//! Nested parameter bags
//!
//! Effect parameters are stored as a JSON object tree and addressed by
//! dot-separated key paths (`"filter.frequency"`).

use serde::{Deserialize, Serialize};
use serde_json::{Map, Value};

/// Nested key -> value bag holding an effect's parameters
#[derive(Debug, Clone, Default, PartialEq, Serialize, Deserialize)]
#[serde(transparent)]
pub struct ParamBag(Map<String, Value>);

impl ParamBag {
    /// Create an empty bag
    pub fn new() -> Self {
        Self(Map::new())
    }

    /// Build a bag from an arbitrary JSON value
    ///
    /// Anything other than an object yields an empty bag.
    pub fn from_value(value: Value) -> Self {
        match value {
            Value::Object(map) => Self(map),
            _ => Self::new(),
        }
    }

    /// Convert into a plain JSON value
    pub fn into_value(self) -> Value {
        Value::Object(self.0)
    }

    /// Borrow as a JSON value tree
    pub fn as_map(&self) -> &Map<String, Value> {
        &self.0
    }

    pub fn is_empty(&self) -> bool {
        self.0.is_empty()
    }

    /// Look up a value by dot path
    pub fn get(&self, path: &str) -> Option<&Value> {
        let mut segments = path.split('.');
        let first = segments.next()?;
        let mut current = self.0.get(first)?;
        for segment in segments {
            current = current.as_object()?.get(segment)?;
        }
        Some(current)
    }

    /// Look up a numeric value by dot path
    pub fn get_f64(&self, path: &str) -> Option<f64> {
        self.get(path).and_then(Value::as_f64)
    }

    /// Write a value at a dot path
    ///
    /// Intermediate objects are created as needed; a non-object value sitting
    /// on an intermediate segment is replaced by an object.
    pub fn set(&mut self, path: &str, value: Value) {
        let segments: Vec<&str> = path.split('.').collect();
        let (leaf, parents) = match segments.split_last() {
            Some(split) => split,
            None => return,
        };

        let mut current = &mut self.0;
        for segment in parents {
            let entry = current
                .entry(segment.to_string())
                .or_insert_with(|| Value::Object(Map::new()));
            if !entry.is_object() {
                *entry = Value::Object(Map::new());
            }
            let Value::Object(map) = entry else {
                return;
            };
            current = map;
        }
        current.insert(leaf.to_string(), value);
    }

    /// Whether a value exists at a dot path
    pub fn contains(&self, path: &str) -> bool {
        self.get(path).is_some()
    }

    /// Dot paths of every leaf (non-object value), depth first in key order
    pub fn leaf_paths(&self) -> Vec<String> {
        let mut paths = Vec::new();
        collect_leaves(&self.0, "", &mut paths);
        paths
    }

    /// Fill every leaf missing here from `defaults`, keeping existing values
    pub fn fill_from(&mut self, defaults: &ParamBag) {
        for path in defaults.leaf_paths() {
            if !self.contains(&path) {
                if let Some(value) = defaults.get(&path) {
                    self.set(&path, value.clone());
                }
            }
        }
    }
}

fn collect_leaves(map: &Map<String, Value>, prefix: &str, out: &mut Vec<String>) {
    for (key, value) in map {
        let path = if prefix.is_empty() {
            key.clone()
        } else {
            format!("{}.{}", prefix, key)
        };
        match value {
            Value::Object(child) => collect_leaves(child, &path, out),
            _ => out.push(path),
        }
    }
}

impl From<Value> for ParamBag {
    fn from(value: Value) -> Self {
        Self::from_value(value)
    }
}

#[cfg(test)]
mod tests {
    use super::*;
    use serde_json::json;

    #[test]
    fn test_get_nested() {
        let bag = ParamBag::from(json!({
            "filter": { "frequency": 1000.0, "type": "lowpass" },
            "wet": 0.5
        }));

        assert_eq!(bag.get_f64("filter.frequency"), Some(1000.0));
        assert_eq!(bag.get("filter.type"), Some(&json!("lowpass")));
        assert_eq!(bag.get_f64("wet"), Some(0.5));
        assert!(bag.get("filter.q").is_none());
        assert!(bag.get("wet.deeper").is_none());
    }

    #[test]
    fn test_set_creates_intermediates() {
        let mut bag = ParamBag::new();
        bag.set("filter.frequency", json!(440.0));
        bag.set("filter.q", json!(0.7));

        assert_eq!(bag.into_value(), json!({"filter": {"frequency": 440.0, "q": 0.7}}));
    }

    #[test]
    fn test_set_replaces_leaf_on_intermediate() {
        let mut bag = ParamBag::from(json!({"filter": 3}));
        bag.set("filter.frequency", json!(200.0));
        assert_eq!(bag.get_f64("filter.frequency"), Some(200.0));
    }

    #[test]
    fn test_leaf_paths_and_fill() {
        let defaults = ParamBag::from(json!({
            "filter": { "frequency": 1000.0, "q": 0.707 },
            "wet": 1.0
        }));
        let mut partial = ParamBag::from(json!({"filter": {"q": 2.0}}));
        partial.fill_from(&defaults);

        assert_eq!(partial.get_f64("filter.q"), Some(2.0));
        assert_eq!(partial.get_f64("filter.frequency"), Some(1000.0));
        assert_eq!(partial.get_f64("wet"), Some(1.0));

        let mut paths = defaults.leaf_paths();
        paths.sort();
        assert_eq!(paths, vec!["filter.frequency", "filter.q", "wet"]);
    }

    #[test]
    fn test_non_object_value_is_empty() {
        assert!(ParamBag::from_value(json!([1, 2, 3])).is_empty());
    }
}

────────────────────────────────────────

Directions for this task –
All the lines above should appear again in the answer, exactly as written.

Answer box –
//! Nested parameter bags
//!
//! Effect parameters are stored as a JSON object tree and addressed by
//! dot-separated key paths (`"filter.frequency"`).

use serde::{Deserialize, Serialize};
use serde_json::{Map, Value};

/// Nested key -> value bag holding an effect's parameters
#[derive(Debug, Clone, Default, PartialEq, Serialize, Deserialize)]
#[serde(transparent)]
pub struct ParamBag(Map<String, Value>);

impl ParamBag {
    /// Create an empty bag
    pub fn new() -> Self {
        Self(Map::new())
    }

    /// Build a bag from an arbitrary JSON value
    ///
    /// Anything other than an object yields an empty bag.
    pub fn from_value(value: Value) -> Self {
        match value {
            Value::Object(map) => Self(map),
            _ => Self::new(),
        }
    }

    /// Convert into a plain JSON value
    pub fn into_value(self) -> Value {
        Value::Object(self.0)
    }

    /// Borrow as a JSON value tree
    pub fn as_map(&self) -> &Map<String, Value> {
        &self.0
    }

    pub fn is_empty(&self) -> bool {
        self.0.is_empty()
    }

    /// Look up a value by dot path
    pub fn get(&self, path: &str) -> Option<&Value> {
        let mut segments = path.split('.');
        let first = segments.next()?;
        let mut current = self.0.get(first)?;
        for segment in segments {
            current = current.as_object()?.get(segment)?;
        }
        Some(current)
    }

    /// Look up a numeric value by dot path
    pub fn get_f64(&self, path: &str) -> Option<f64> {
        self.get(path).and_then(Value::as_f64)
    }

    /// Write a value at a dot path
    ///
    /// Intermediate objects are created as needed; a non-object value sitting
    /// on an intermediate segment is replaced by an object.
    pub fn set(&mut self, path: &str, value: Value) {
        let segments: Vec<&str> = path.split('.').collect();
        let (leaf, parents) = match segments.split_last() {
            Some(split) => split,
            None => return,
        };

        let mut current = &mut self.0;
        for segment in parents {
            let entry = current
                .entry(segment.to_string())
                .or_insert_with(|| Value::Object(Map::new()));
            if !entry.is_object() {
                *entry = Value::Object(Map::new());
            }
            let Value::Object(map) = entry else {
                return;
            };
            current = map;
        }
        current.insert(leaf.to_string(), value);
    }

    /// Whether a value exists at a dot path
    pub fn contains(&self, path: &str) -> bool {
        self.get(path).is_some()
    }

    /// Dot paths of every leaf (non-object value), depth first in key order
    pub fn leaf_paths(&self) -> Vec<String> {
        let mut paths = Vec::new();
        collect_leaves(&self.0, "", &mut paths);
        paths
    }

    /// Fill every leaf missing here from `defaults`, keeping existing values
    pub fn fill_from(&mut self, defaults: &ParamBag) {
        for path in defaults.leaf_paths() {
            if !self.contains(&path) {
                if let Some(value) = defaults.get(&path) {
                    self.set(&path, value.clone());
                }
            }
        }
    }
}

fn collect_leaves(map: &Map<String, Value>, prefix: &str, out: &mut Vec<String>) {
    for (key, value) in map {
        let path = if prefix.is_empty() {
            key.clone()
        } else {
            format!("{}.{}", prefix, key)
        };
        match value {
            Value::Object(child) => collect_leaves(child, &path, out),
            _ => out.push(path),
        }
    }
}

impl From<Value> for ParamBag {
    fn from(value: Value) -> Self {
        Self::from_value(value)
    }
}

#[cfg(test)]
mod tests {
    use super::*;
    use serde_json::json;

    #[test]
    fn test_get_nested() {
        let bag = ParamBag::from(json!({
            "filter": { "frequency": 1000.0, "type": "lowpass" },
            "wet": 0.5
        }));

        assert_eq!(bag.get_f64("filter.frequency"), Some(1000.0));
        assert_eq!(bag.get("filter.type"), Some(&json!("lowpass")));
        assert_eq!(bag.get_f64("wet"), Some(0.5));
        assert!(bag.get("filter.q").is_none());
        assert!(bag.get("wet.deeper").is_none());
    }

    #[test]
    fn test_set_creates_intermediates() {
        let mut bag = ParamBag::new();
        bag.set("filter.frequency", json!(440.0));
        bag.set("filter.q", json!(0.7));

        assert_eq!(bag.into_value(), json!({"filter": {"frequency": 440.0, "q": 0.7}}));
    }

    #[test]
    fn test_set_replaces_leaf_on_intermediate() {
        let mut bag = ParamBag::from(json!({"filter": 3}));
        bag.set("filter.frequency", json!(200.0));
        assert_eq!(bag.get_f64("filter.frequency"), Some(200.0));
    }

    #[test]
    fn test_leaf_paths_and_fill() {
        let defaults = ParamBag::from(json!({
            "filter": { "frequency": 1000.0, "q": 0.707 },
            "wet": 1.0
        }));
        let mut partial = ParamBag::from(json!({"filter": {"q": 2.0}}));
        partial.fill_from(&defaults);

        assert_eq!(partial.get_f64("filter.q"), Some(2.0));
        assert_eq!(partial.get_f64("filter.frequency"), Some(1000.0));
        assert_eq!(partial.get_f64("wet"), Some(1.0));

        let mut paths = defaults.leaf_paths();
        paths.sort();
        assert_eq!(paths, vec!["filter.frequency", "filter.q", "wet"]);
    }

    #[test]
    fn test_non_object_value_is_empty() {
        assert!(ParamBag::from_value(json!([1, 2, 3])).is_empty());
    }
}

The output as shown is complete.